Christina R. Crecca and Adrian E. Roitberg*

Department of Chemistry and Quantum Theory Project, University of Florida, Gainesville, Florida 32611

J. Phys. Chem. A, 2006, 110 (26), pp 8188–8203

DOI: 10.1021/jp057413c

Publication Date (Web): June 15, 2006

To whom correspondence should be addressed. E-mail: roitberg@ufl.edu

Abstract

A series of azobenzenes was studied using ab initio methods to determine the substituent effects on the isomerization pathways. Energy barriers were determined from three-dimensional potential energy surfaces of the ground and electronically excited states. In the ground state (S₀), the inversion pathway was found to be preferred. Our results show that electron donating substituents increase the isomerization barrier along the inversion pathway, whereas electron withdrawing substituents decrease it. The inversion pathway of the first excited state (S₁) showed trans → cis barriers with no curve crossing between S₀ and S₁. In contrast, a conical intersection was found between the ground and first excited states along the rotation pathway for each of the azobenzenes studied.
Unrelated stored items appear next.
//! Cloud storage backends for request attachments and profile pictures.
//!
//! Every backend speaks the same folder/file contract: upload bytes under a
//! filename into a folder and get back a provider file id, or list the files
//! in a folder. Callers treat both operations as best-effort.

use async_trait::async_trait;
use bytes::Bytes;
use regex::Regex;
use serde::Serialize;
use std::sync::OnceLock;
use thiserror::Error;

pub mod drive;
pub mod local;
pub mod s3;

pub use drive::{DriveStorage, ServiceAccountKey};
pub use local::LocalStorage;
pub use s3::S3Storage;

/// A file as reported by a storage backend
#[derive(Debug, Clone, PartialEq, Eq, Serialize)]
pub struct StoredFile {
    pub id: String,
    pub name: String,
}

#[derive(Debug, Error)]
pub enum StorageError {
    #[error("Storage is not configured: {0}")]
    NotConfigured(String),

    #[error("Authentication with storage provider failed: {0}")]
    Auth(String),

    #[error("Storage provider returned {status}: {message}")]
    Provider { status: u16, message: String },

    #[error("Storage backend error: {0}")]
    Backend(String),

    #[error("Network error: {0}")]
    Network(String),

    #[error("Invalid response from storage provider")]
    InvalidResponse,

    #[error("Invalid file or folder name: {0}")]
    InvalidName(String),

    #[error("I/O error: {0}")]
    Io(#[from] std::io::Error),
}

#[async_trait]
pub trait Storage: Send + Sync {
    /// Short backend identifier used in logs and health output
    fn backend_name(&self) -> &'static str;

    /// Upload `data` as `filename` into `folder_id`, returning the provider file id.
    ///
    /// `content_type` is what the client declared, if anything; backends that
    /// record a MIME type fall back to [`effective_content_type`].
    async fn upload(
        &self,
        data: Bytes,
        filename: &str,
        content_type: Option<&str>,
        folder_id: &str,
    ) -> Result<String, StorageError>;

    /// List the files directly inside `folder_id`
    async fn list(&self, folder_id: &str) -> Result<Vec<StoredFile>, StorageError>;

    /// Public link for a stored file, if the backend has one
    fn share_link(&self, _file_id: &str) -> Option<String> {
        None
    }

    /// Health check - tests connectivity and returns latency in milliseconds
    async fn health_check(&self) -> Result<u64, StorageError>;
}

static FOLDER_ID_RE: OnceLock<Regex> = OnceLock::new();

fn folder_id_regex() -> &'static Regex {
    FOLDER_ID_RE.get_or_init(|| {
        Regex::new(r"/folders/([a-zA-Z0-9_-]{10,})").expect("folder id pattern is valid")
    })
}

/// Extract a folder id from a full folder link, or return the raw id.
///
/// Returns `None` for empty input.
pub fn extract_folder_id(link_or_id: &str) -> Option<String> {
    let trimmed = link_or_id.trim();
    if trimmed.is_empty() {
        return None;
    }
    match folder_id_regex().captures(trimmed) {
        Some(caps) => caps.get(1).map(|m| m.as_str().to_string()),
        None => Some(trimmed.to_string()),
    }
}

/// Guess a MIME type from the file extension
pub fn content_type_for(filename: &str) -> &'static str {
    let extension = std::path::Path::new(filename)
        .extension()
        .and_then(|e| e.to_str())
        .map(|e| e.to_ascii_lowercase())
        .unwrap_or_default();

    match extension.as_str() {
        "jpg" | "jpeg" => "image/jpeg",
        "png" => "image/png",
        "gif" => "image/gif",
        "webp" => "image/webp",
        "heic" => "image/heic",
        "svg" => "image/svg+xml",
        "pdf" => "application/pdf",
        "mp4" => "video/mp4",
        "mov" => "video/quicktime",
        "mp3" => "audio/mpeg",
        "wav" => "audio/wav",
        "txt" => "text/plain",
        "zip" => "application/zip",
        _ => "application/octet-stream",
    }
}

/// The client's declared type unless it is missing or the generic binary
/// type, otherwise a guess from the extension
pub fn effective_content_type<'a>(declared: Option<&'a str>, filename: &str) -> &'a str {
    match declared.map(str::trim) {
        Some(ct) if !ct.is_empty() && ct != "application/octet-stream" => ct,
        _ => content_type_for(filename),
    }
}

/// Reject names that could escape a folder on path-based backends
pub(crate) fn safe_component(name: &str) -> Result<&str, StorageError> {
    let trimmed = name.trim();
    if trimmed.is_empty()
        || trimmed == "."
        || trimmed == ".."
        || trimmed.contains('/')
        || trimmed.contains('\\')
        || trimmed.contains('\0')
    {
        return Err(StorageError::InvalidName(name.to_string()));
    }
    Ok(trimmed)
}

#[cfg(test)]
mod tests {
    use super::*;

    #[test]
    fn test_extract_folder_id_from_link() {
        let link = "https://drive.google.com/drive/folders/1AbCdEfGhIjKlMnOp?usp=sharing";
        assert_eq!(extract_folder_id(link).as_deref(), Some("1AbCdEfGhIjKlMnOp"));
    }

    #[test]
    fn test_extract_folder_id_raw_id() {
        assert_eq!(extract_folder_id("  1AbCdEfGhIj  ").as_deref(), Some("1AbCdEfGhIj"));
        assert_eq!(extract_folder_id("   "), None);
    }

    #[test]
    fn test_short_folder_segment_is_not_an_id() {
        // Fewer than 10 id characters after /folders/ is kept verbatim
        let link = "https://drive.google.com/drive/folders/abc";
        assert_eq!(extract_folder_id(link).as_deref(), Some(link));
    }

    #[test]
    fn test_content_type_for() {
        assert_eq!(content_type_for("photo.JPG"), "image/jpeg");
        assert_eq!(content_type_for("brief.pdf"), "application/pdf");
        assert_eq!(content_type_for("noext"), "application/octet-stream");
    }

    #[test]
    fn test_effective_content_type_prefers_declared() {
        assert_eq!(effective_content_type(Some("image/heic"), "photo.jpg"), "image/heic");
        assert_eq!(effective_content_type(Some("application/octet-stream"), "photo.jpg"), "image/jpeg");
        assert_eq!(effective_content_type(Some(" "), "clip.mov"), "video/quicktime");
        assert_eq!(effective_content_type(None, "noext"), "application/octet-stream");
    }

    #[test]
    fn test_safe_component() {
        assert!(safe_component("photo.png").is_ok());
        assert!(safe_component("..").is_err());
        assert!(safe_component("a/b").is_err());
        assert!(safe_component("").is_err());
    }
}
No barriers were found in this pathway, and we therefore postulate that after n → π* (S₁ ← S₀) excitation, the rotation mechanism dominates. Upon π → π* (S₂ ← S₀) excitation, there may be sufficient energy to open an additional pathway (concerted-inversion) as proposed by Diau. Our potential energy surface explains the experimentally observed difference in trans-to-cis quantum yields between S₁ and S₂ excitations. The concerted inversion channel is not available to the remaining azobenzenes, and so they must employ the rotation pathway for both n → π* and π → π* excitations.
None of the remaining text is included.